Les deux reliefs subapennins qui forment le "massif du Furlo", le Mont Pietralata et le Mont Paganuccio (ou, comme on l’appelle communément
, le Mont Grand), s’élèvent rapidement à partir de leur base, située à environ 100 mètres d’altitude, jusqu’à 1000 mètres. Ce brusque
décrochement favorise la formation de nuages verticales orageuses (qui seraient les propres de montagnes plus hautes) et produit un
significatif effet barrière: dans la partie occidentale des reliefs, on enregistre des températures moyennes inférieures et un différent
degré de continentalité par rapport à la partie orientale qui, par contre, éprouve les effets de la remontée de l’air maritime de l’Adriatique.
La différence de température ou de conditions climatiques entre les deux versants pourrait étonner les voyageurs qui parcourent le tunnel de
la route-express Fano-Grosseto.
Si l’on arrive de la mer, on a l’impression de voir une sorte d’île, un relief qui, tout à coup, s’élève, boisé et "sauvage" au milieu d'un
paysage vallonné, bien plus doux et cultivé. La présence d’aiguilles rocheuses, de parois en surplomb, de niches, cavernes et creux, crée de
nombreuses zones microclimatiques qui, en particulier à l’intérieur de la gorge, favorisent la présence d’espèces typiques de la flore des
pays chauds et, au même moment, des zones très froides. On observe en outre la formation, dans la gorge, de deux espèces endémiques:
Moheringia papulosa et Leopoldia tenuiflora.

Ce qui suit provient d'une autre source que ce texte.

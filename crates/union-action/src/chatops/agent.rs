use std::sync::Arc;
use std::time::{Duration, Instant};

use axum::http::StatusCode;
use chrono::Utc;
use serde::Serialize;
use serde_json::{json, Value};
use tracing::{debug, error, info, warn};

use super::client::{ClientError, UnionActionClient};
use super::correlation::CorrelationId;
use super::diagnostics::{log_slow_operation, ErrorCategory, ErrorTracker};
use super::health::HealthMonitor;
use super::message::{
    parse_message, validation_summary, MessageError, MessageLimits, PayloadError, WebhookPayload,
    EXPECTED_FORMAT, FORMAT_EXAMPLE,
};

/// Combined outcome of both backend calls.
#[derive(Debug, Clone, PartialEq, Serialize)]
pub struct WorkflowResult {
    pub status: &'static str,
    pub ethical_analysis: Value,
    pub deployment_report: Value,
    pub survey_url: Option<String>,
    pub module_list: Vec<String>,
}

#[derive(Debug, thiserror::Error)]
pub enum WebhookError {
    #[error("Invalid JSON payload: {0}")]
    InvalidJson(String),
    #[error(transparent)]
    Payload(#[from] PayloadError),
    #[error(transparent)]
    Message(#[from] MessageError),
    #[error(transparent)]
    Integration(#[from] ClientError),
}

impl WebhookError {
    pub fn category(&self) -> ErrorCategory {
        match self {
            WebhookError::InvalidJson(_) | WebhookError::Payload(_) => ErrorCategory::Validation,
            WebhookError::Message(_) => ErrorCategory::Parsing,
            WebhookError::Integration(_) => ErrorCategory::Integration,
        }
    }

    pub fn status(&self) -> StatusCode {
        match self {
            WebhookError::Integration(_) => StatusCode::BAD_GATEWAY,
            _ => StatusCode::BAD_REQUEST,
        }
    }

    pub fn error_code(&self) -> &'static str {
        match self.category() {
            ErrorCategory::Validation => "VALIDATION_ERROR",
            ErrorCategory::Parsing => "PARSE_ERROR",
            ErrorCategory::Integration => "INTEGRATION_ERROR",
            ErrorCategory::Unknown => "UNKNOWN_ERROR",
        }
    }

    fn context(&self) -> Value {
        match self {
            WebhookError::InvalidJson(_) => json!({
                "field": "body",
                "expected_format": "JSON object",
            }),
            WebhookError::Payload(err) => json!({
                "field": err.field(),
                "expected_format": err.expected_format(),
            }),
            WebhookError::Message(_) => json!({
                "parse_stage": "format_validation",
                "expected_format": EXPECTED_FORMAT,
                "example": FORMAT_EXAMPLE,
            }),
            WebhookError::Integration(_) => json!({
                "service": "union_action_api",
            }),
        }
    }

    /// Error envelope returned to the webhook caller.
    pub fn to_body(&self, correlation_id: &CorrelationId) -> Value {
        json!({
            "status": "error",
            "detail": self.to_string(),
            "error_code": self.error_code(),
            "timestamp": Utc::now().to_rfc3339(),
            "correlation_id": correlation_id.as_str(),
            "context": self.context(),
        })
    }
}

pub fn success_body(
    result: &WorkflowResult,
    correlation_id: &CorrelationId,
    elapsed: Duration,
) -> Value {
    json!({
        "status": "received",
        "workflow_result": result,
        "timestamp": Utc::now().to_rfc3339(),
        "correlation_id": correlation_id.as_str(),
        "processing_time_ms": elapsed.as_millis() as u64,
    })
}

/// Webhook orchestration: validate, split, then escalate and generate.
pub struct ChatOpsAgent {
    client: Arc<UnionActionClient>,
    tracker: Arc<ErrorTracker>,
    health: HealthMonitor,
    limits: MessageLimits,
}

impl ChatOpsAgent {
    pub fn new(
        client: Arc<UnionActionClient>,
        tracker: Arc<ErrorTracker>,
        health: HealthMonitor,
        limits: MessageLimits,
    ) -> Self {
        Self {
            client,
            tracker,
            health,
            limits,
        }
    }

    pub fn tracker(&self) -> &ErrorTracker {
        &self.tracker
    }

    pub fn health(&self) -> &HealthMonitor {
        &self.health
    }

    pub async fn handle_webhook(&self, raw: &[u8]) -> Result<WorkflowResult, WebhookError> {
        let started = Instant::now();
        let outcome = self.process(raw).await;

        match &outcome {
            Ok(result) => {
                info!(
                    survey_url = result.survey_url.as_deref().unwrap_or_default(),
                    modules = result.module_list.len(),
                    elapsed_ms = started.elapsed().as_millis() as u64,
                    "webhook processed"
                );
            }
            Err(err) => {
                self.tracker
                    .track(err.category(), json!({ "reason": err.to_string() }));
                match err {
                    WebhookError::Integration(_) => {
                        error!(error_code = err.error_code(), error = %err, "webhook failed")
                    }
                    _ => warn!(error_code = err.error_code(), error = %err, "webhook rejected"),
                }
            }
        }
        log_slow_operation("webhook_processing", started.elapsed());
        outcome
    }

    async fn process(&self, raw: &[u8]) -> Result<WorkflowResult, WebhookError> {
        let payload: WebhookPayload = serde_json::from_slice(raw)
            .map_err(|err| WebhookError::InvalidJson(err.to_string()))?;
        info!(
            from = payload.from.as_deref().unwrap_or("unknown"),
            body_chars = payload.body.as_deref().map(|body| body.chars().count()).unwrap_or(0),
            has_timestamp = payload.timestamp.is_some(),
            "webhook received"
        );

        let validated = payload.validate()?;
        debug!(summary = ?validation_summary(&validated.body, &self.limits), "message summary");
        let parsed = parse_message(&validated.body, &self.limits)?;

        let ethical_analysis = self
            .client
            .escalate_to_ethics(&validated.workflow_id, &parsed.narrative, &parsed.maxim)
            .await?;
        let deployment_report = self
            .client
            .generate_koers_survey(&validated.workflow_id, ethical_analysis.clone())
            .await?;

        let survey_url = deployment_report
            .get("survey_url")
            .and_then(Value::as_str)
            .map(str::to_string);
        let module_list = deployment_report
            .get("module_list")
            .and_then(Value::as_array)
            .map(|modules| {
                modules
                    .iter()
                    .filter_map(Value::as_str)
                    .map(str::to_string)
                    .collect()
            })
            .unwrap_or_default();

        Ok(WorkflowResult {
            status: "success",
            ethical_analysis,
            deployment_report,
            survey_url,
            module_list,
        })
    }
}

Au sommet du Mont Paganuccio, au milieu de vastes prairies, on jouit d’une vue panoramique sur tous les Apennins de Pesaro, des Monts Sibillini
jusqu’aux arêtes Toscanes et Romagnoles. Du sommet du mont, parmi les rameaux des hêtres, on distingue nettement la mer Adriatique à l’horizon oriental.
Et, lorsque le ciel est exceptionnellement limpide, on peut même voir les profils des montagnes lointaines de la Croatie.